The Small Business Commissioner (OSBC) was set up under the Enterprise Act 2016 to address late and poor payment practices in the private sector. Under the legislation, large businesses must report how long they take to pay invoices so that small suppliers can decide if they are ‘safe’ to do business with. The OSBC helps small businesses – those with less than 50 staff – to resolve disputes with larger businesses over unpaid debts, as well as general advice on how to manage cashflow and be paid promptly. 

As to why the OSBC can only help smaller firms, the commissioner, Liz Barclay, says that “it was the government’s decision at the time to offer the OSBC a set of powers to deal with the specific issue of late payment to small companies by their large customers.” She adds that in 2020 the Department for Business, Energy and Industrial Strategy consulted on possible future powers for the OSB, but “any change in legislation will be required for any amendments to be made to the OSBC’s current powers.”
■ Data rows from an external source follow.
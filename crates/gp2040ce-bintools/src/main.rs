use std::path::PathBuf;

use clap::{Args, Parser, ValueEnum};
use env_logger::Env;
use gp2040ce_core::StorageRegion;
use log::*;

use std::io::Write;

use crate::{
    concatenate::{ConfigFiles, Output, concatenate},
    dump::{dump_config, dump_gp2040ce},
    edit::edit_config,
    source::Source,
    summarize::summarize,
    visualize::visualize,
};

mod concatenate;
mod device;
mod dump;
mod edit;
mod files;
mod reporter;
mod source;
mod summarize;
mod visualize;

#[derive(Args, Debug)]
#[group(required = true, multiple = false)]
struct InputArgs {
    /// Read from a RP2040 board connected over USB and in BOOTSEL mode
    #[clap(long)]
    usb: bool,

    /// .bin or .uf2 file to read
    #[clap(long)]
    filename: Option<PathBuf>,
}

impl InputArgs {
    fn source(&self) -> Result<Source<'_>, Box<dyn std::error::Error>> {
        Source::new(self.usb, self.filename.as_deref())
    }
}

#[derive(Parser, Debug)]
enum Command {
    /// Combine a firmware binary with board and/or user config sections into one image
    #[command(arg_required_else_help = true)]
    Concatenate {
        /// .bin file of a GP2040-CE firmware, probably from a build
        firmware: PathBuf,

        /// .bin file of a GP2040-CE board config with footer
        #[clap(long, conflicts_with = "json_board_config_filename")]
        binary_board_config_filename: Option<PathBuf>,

        /// .json file of a GP2040-CE board config
        #[clap(long)]
        json_board_config_filename: Option<PathBuf>,

        /// .bin file of a GP2040-CE user config with footer
        #[clap(long, conflicts_with = "json_user_config_filename")]
        binary_user_config_filename: Option<PathBuf>,

        /// .json file of a GP2040-CE user config
        #[clap(long)]
        json_user_config_filename: Option<PathBuf>,

        /// Cut off firmware that runs into the storage regions (e.g. a whole board dump)
        #[clap(long)]
        replace_extra: bool,

        /// Move an existing output file to <name>.old first
        #[clap(long, requires = "new_filename")]
        backup: bool,

        /// Write the resulting image to a board over USB
        #[clap(long, required_unless_present = "new_filename", conflicts_with = "new_filename")]
        usb: bool,

        /// Output .bin or .uf2 file of the resulting image
        #[clap(long)]
        new_filename: Option<PathBuf>,
    },
    /// Read the GP2040-CE firmware + storage section off a board in BOOTSEL mode
    #[command(arg_required_else_help = true)]
    DumpGp2040ce {
        /// Output .bin or .uf2 file
        output: PathBuf,
    },
    /// Print the firmware version and config versions of a board or image
    #[command(arg_required_else_help = true)]
    SummarizeGp2040ce {
        #[clap(flatten)]
        input: InputArgs,
    },
    /// Print the contents of a config section
    #[command(arg_required_else_help = true)]
    VisualizeConfig {
        /// The file is a whole board image rather than a config section
        #[clap(long)]
        whole_board: bool,

        /// Print the config as JSON
        #[clap(long)]
        json: bool,

        /// Use the board config rather than the user config
        #[clap(long)]
        board_config: bool,

        #[clap(flatten)]
        input: InputArgs,
    },
    /// Save a config section from a board in BOOTSEL mode
    #[command(arg_required_else_help = true)]
    DumpConfig {
        /// Dump the board config rather than the user config
        #[clap(long)]
        board_config: bool,

        /// Output file; .uf2 is padded to the whole storage region, anything else is the raw section
        output: PathBuf,
    },
    /// Set the board version of a config and write it back
    #[command(arg_required_else_help = true)]
    EditConfig {
        /// The file is a whole board image rather than a config section
        #[clap(long)]
        whole_board: bool,

        /// Edit the board config rather than the user config
        #[clap(long)]
        board_config: bool,

        /// New board version
        #[clap(long)]
        board_version: String,

        #[clap(flatten)]
        input: InputArgs,
    },
}

#[derive(Parser, Debug)]
#[clap(version, about, long_about = None)]
#[command(arg_required_else_help = true)]
struct Cli {
    /// Set the logging verbosity
    #[clap(short, long, value_enum, global = true, default_value_t = LogLevel::Info)]
    verbose: LogLevel,

    /// Enable debug logging, same as --verbose debug
    #[clap(short, long, global = true)]
    debug: bool,

    #[clap(subcommand)]
    command: Option<Command>,
}

#[derive(Copy, Clone, Debug, Default, ValueEnum)]
enum LogLevel {
    Off,
    Error,
    Warn,
    #[default]
    Info,
    Debug,
    Trace,
}

impl From<LogLevel> for LevelFilter {
    fn from(level: LogLevel) -> Self {
        match level {
            LogLevel::Error => LevelFilter::Error,
            LogLevel::Warn => LevelFilter::Warn,
            LogLevel::Info => LevelFilter::Info,
            LogLevel::Debug => LevelFilter::Debug,
            LogLevel::Trace => LevelFilter::Trace,
            LogLevel::Off => LevelFilter::Off,
        }
    }
}

fn region(board_config: bool) -> StorageRegion {
    if board_config {
        StorageRegion::Board
    } else {
        StorageRegion::User
    }
}

fn main() -> Result<(), Box<dyn std::error::Error>> {
    let cli = Cli::parse();

    let level = if cli.debug {
        LevelFilter::Debug.max(cli.verbose.into())
    } else {
        cli.verbose.into()
    };

    env_logger::Builder::from_env(Env::default())
        .filter_level(level)
        .target(env_logger::Target::Stdout)
        .format(|buf, record| {
            let level = record.level();
            if level == Level::Info {
                writeln!(buf, "{}", record.args())
            } else {
                writeln!(buf, "{}: {}", record.level(), record.args())
            }
        })
        .init();

    let command = match cli.command {
        Some(command) => command,
        None => return Ok(()),
    };

    match command {
        Command::Concatenate {
            firmware,
            binary_board_config_filename,
            json_board_config_filename,
            binary_user_config_filename,
            json_user_config_filename,
            replace_extra,
            backup,
            usb,
            new_filename,
        } => {
            let configs = ConfigFiles {
                binary_board: binary_board_config_filename.as_deref(),
                json_board: json_board_config_filename.as_deref(),
                binary_user: binary_user_config_filename.as_deref(),
                json_user: json_user_config_filename.as_deref(),
            };
            let output = match (usb, new_filename.as_deref()) {
                (false, Some(path)) => Output::File { path, backup },
                _ => Output::Usb,
            };

            concatenate(&firmware, configs, replace_extra, output)
        }
        Command::DumpGp2040ce { output } => dump_gp2040ce(&output),
        Command::SummarizeGp2040ce { input } => summarize(input.source()?),
        Command::VisualizeConfig {
            whole_board,
            json,
            board_config,
            input,
        } => visualize(input.source()?, whole_board, region(board_config), json),
        Command::DumpConfig {
            board_config,
            output,
        } => dump_config(region(board_config), &output),
        Command::EditConfig {
            whole_board,
            board_config,
            board_version,
            input,
        } => edit_config(
            input.source()?,
            whole_board,
            region(board_config),
            &board_version,
        ),
    }
}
So, is the SBC toothless? Possibly depending on the viewpoint. But as Barclay says, “ultimately, we can recommend a preferred course of action to companies involved in a payment dispute… [but] cannot compel parties to take those actions. However, the OSBC wields considerable power in the business community. Being named in a public report as a poor small business payer could have significant impact for a large company.” As a result, she says that the great majority of complaints investigated are resolved between parties, including through the brokering of structured payment plans. 

To give an idea of the caseload, Barclay details that during 2020/21, the OSBC casework team dealt with 178 complaints. 38 were resolved informally, 40 taken on for more detailed investigation and 100 signposted to further support, advice, and guidance. On average, complaints were resolved in 17 working days, against a service level agreement target of 40 days.